The patient isn’t real but the skills students learn are.
Thanks to support from the Niagara Community Foundation, Brock’s three nursing simulation labs have new equipment that helps students practise critical clinical skills before they join the healthcare workforce.
A grant of $110,000 from the David S. Howes Fund allowed the university to purchase blood pressure trainer arms and hospital bed headwalls — the same tools nurses rely on every day in healthcare settings.
For Shelley Oakes, Brock’s manager of nursing lab operations, the new equipment helps meet the needs of a program that’s grown from approximately 75 students seven years ago to 250 per cohort today.
“Because of that growth, we realized we need a lot more equipment and supplies,” Oakes says.

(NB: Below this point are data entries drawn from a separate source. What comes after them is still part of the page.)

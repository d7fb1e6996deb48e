//! On-disk cache store: one JSON artifact per key.
//!
//! Artifacts are small (a month of one district's transactions, a page of
//! statistic rows), so reads load the whole entry and `list` is a
//! load-then-filter pass over the directory. Writes go to a uniquely named
//! temp file and are renamed into place, so concurrent writers to the same
//! key can interleave without ever exposing a torn artifact; the last
//! rename wins.

use super::key::CacheKey;
use crate::Record;
use chrono::{DateTime, Utc};
use serde::{Deserialize, Serialize};
use std::collections::BTreeMap;
use std::path::{Path, PathBuf};
use std::sync::atomic::{AtomicU64, Ordering};
use std::time::Duration;
use tracing::{debug, warn};

/// Suffix distinguishing derived summaries from fetch artifacts.
pub const SUMMARY_SUFFIX: &str = "_summary.json";

static WRITER_SEQ: AtomicU64 = AtomicU64::new(0);

/// The persisted unit for one cache key.
#[derive(Serialize, Deserialize, Clone, Debug)]
pub struct CacheEntry {
    pub key: String,
    pub fetched_at: DateTime<Utc>,
    pub params: BTreeMap<String, String>,
    pub records: Vec<Record>,
}

/// Substring/equality filters for [`CacheStore::list`].
#[derive(Debug, Clone, Default)]
pub struct ListFilter {
    /// Substring matched against the key, params, and record fields.
    pub contains: Option<String>,
    /// Tool identifier the key must start with.
    pub tool: Option<String>,
    /// Exact `lawd_cd` match.
    pub region: Option<String>,
    /// Exact `deal_ymd` match.
    pub month: Option<String>,
}

impl ListFilter {
    fn matches(&self, entry: &CacheEntry) -> bool {
        if let Some(tool) = &self.tool
            && !entry.key.starts_with(tool.as_str())
        {
            return false;
        }
        if let Some(region) = &self.region
            && entry.params.get("lawd_cd") != Some(region)
        {
            return false;
        }
        if let Some(month) = &self.month
            && entry.params.get("deal_ymd") != Some(month)
        {
            return false;
        }
        if let Some(needle) = &self.contains {
            let in_key = entry.key.contains(needle.as_str());
            let in_params = entry
                .params
                .iter()
                .any(|(k, v)| k.contains(needle.as_str()) || v.contains(needle.as_str()));
            let in_records = entry.records.iter().any(|r| {
                r.iter().any(|(k, v)| {
                    k.contains(needle.as_str())
                        || v.as_str().is_some_and(|s| s.contains(needle.as_str()))
                })
            });
            if !(in_key || in_params || in_records) {
                return false;
            }
        }
        true
    }
}

/// Store rooted at an explicitly injected base directory.
#[derive(Debug, Clone)]
pub struct CacheStore {
    base: PathBuf,
}

impl CacheStore {
    /// Open (and create if needed) a store at `base`.
    pub fn new(base: impl Into<PathBuf>) -> Result<Self, String> {
        let base = base.into();
        std::fs::create_dir_all(&base)
            .map_err(|e| format!("failed to create cache dir {}: {e}", base.display()))?;
        Ok(Self { base })
    }

    pub fn base(&self) -> &Path {
        &self.base
    }

    /// Absolute artifact path for a key.
    pub fn path_for(&self, key: &CacheKey) -> PathBuf {
        self.base.join(key.file_name())
    }

    /// Load the entry for `key`, or `None` when no artifact exists.
    ///
    /// An unreadable or unparsable artifact is an error; callers decide
    /// whether that means "treat as miss" (the coordinator does, since the
    /// refetch overwrites it) or "surface" (inspection tools do).
    pub fn get(&self, key: &CacheKey) -> Result<Option<CacheEntry>, String> {
        let path = self.path_for(key);
        let raw = match std::fs::read_to_string(&path) {
            Ok(raw) => raw,
            Err(e) if e.kind() == std::io::ErrorKind::NotFound => return Ok(None),
            Err(e) => return Err(format!("failed to read {}: {e}", path.display())),
        };
        serde_json::from_str(&raw)
            .map(Some)
            .map_err(|e| format!("corrupt cache artifact {}: {e}", path.display()))
    }

    /// Persist `records` for `key`, stamping the current time.
    ///
    /// Write-new-then-rename: the artifact is never partially visible.
    pub fn put(
        &self,
        key: &CacheKey,
        params: &BTreeMap<String, String>,
        records: Vec<Record>,
    ) -> Result<CacheEntry, String> {
        let entry = CacheEntry {
            key: key.as_str().to_string(),
            fetched_at: Utc::now(),
            params: params.clone(),
            records,
        };
        self.write_entry(key, &entry)?;
        Ok(entry)
    }

    /// Write an already-built entry (used by tests to backdate `fetched_at`).
    pub fn write_entry(&self, key: &CacheKey, entry: &CacheEntry) -> Result<(), String> {
        let path = self.path_for(key);
        let body = serde_json::to_string(entry)
            .map_err(|e| format!("failed to encode cache entry {key}: {e}"))?;

        let seq = WRITER_SEQ.fetch_add(1, Ordering::Relaxed);
        let tmp = self
            .base
            .join(format!(".{}.{}.{seq}.tmp", key.as_str(), std::process::id()));
        std::fs::write(&tmp, body).map_err(|e| format!("failed to write {}: {e}", tmp.display()))?;
        std::fs::rename(&tmp, &path).map_err(|e| {
            let _ = std::fs::remove_file(&tmp);
            format!("failed to replace {}: {e}", path.display())
        })?;
        debug!("persisted {} ({} records)", path.display(), entry.records.len());
        Ok(())
    }

    /// Age of an entry relative to now.
    pub fn age(&self, entry: &CacheEntry) -> Duration {
        (Utc::now() - entry.fetched_at)
            .to_std()
            .unwrap_or(Duration::ZERO)
    }

    /// Enumerate entries matching `filter`, newest first.
    ///
    /// Unreadable artifacts are skipped with a warning rather than failing
    /// the whole listing; summaries are not fetch artifacts and are not
    /// listed.
    pub fn list(&self, filter: &ListFilter) -> Result<Vec<CacheEntry>, String> {
        let dir = std::fs::read_dir(&self.base)
            .map_err(|e| format!("failed to read cache dir {}: {e}", self.base.display()))?;

        let mut entries = Vec::new();
        for item in dir.flatten() {
            let name = item.file_name().to_string_lossy().into_owned();
            if !name.ends_with(".json") || name.ends_with(SUMMARY_SUFFIX) {
                continue;
            }
            let raw = match std::fs::read_to_string(item.path()) {
                Ok(raw) => raw,
                Err(e) => {
                    warn!("skipping unreadable artifact {name}: {e}");
                    continue;
                }
            };
            match serde_json::from_str::<CacheEntry>(&raw) {
                Ok(entry) if filter.matches(&entry) => entries.push(entry),
                Ok(_) => {}
                Err(e) => warn!("skipping corrupt artifact {name}: {e}"),
            }
        }
        entries.sort_by(|a, b| b.fetched_at.cmp(&a.fetched_at));
        Ok(entries)
    }

    /// Delete the artifact for `key`. Missing artifacts are not an error.
    pub fn remove(&self, key: &CacheKey) -> Result<(), String> {
        let path = self.path_for(key);
        match std::fs::remove_file(&path) {
            Ok(()) => Ok(()),
            Err(e) if e.kind() == std::io::ErrorKind::NotFound => Ok(()),
            Err(e) => Err(format!("failed to remove {}: {e}", path.display())),
        }
    }
}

Brock’s nursing simulation labs are home to equipment that students use to practise everything from taking vital signs to responding to emergency situations.
The new headwalls installed above each bedspace allow students to practice oxygen therapy, suctioning, and airway management. The blood pressure trainers, which are simulated human arms, help instructors evaluate one of the profession’s most essential skills.
“You can’t be a nurse if you don’t know how to take somebody’s blood pressure,” Oakes says. “This equipment allows us to really diversify how we teach and evaluate the students. It makes it efficient and more objective.”
The NCF grant comes at a critical time. Healthcare systems across Canada face serious nursing shortages, with Ontario needing about 26,000 additional registered nurses to match the national nurse-topopulation ratio.
Many of the students training with the new equipment will care for patients throughout Niagara after graduation.
Nursing student Faith Bassey came from New Brunswick to study at Brock because of the program’s reputation. The practical training she’s getting to bridge classroom learning and patient care has only gotten better with the NCF’s help.
“Brock has one of the best nursing programs,” Bassey says. “Compared to first year when we just came into the program… we’re getting more hands-on. It’s really important to our education.”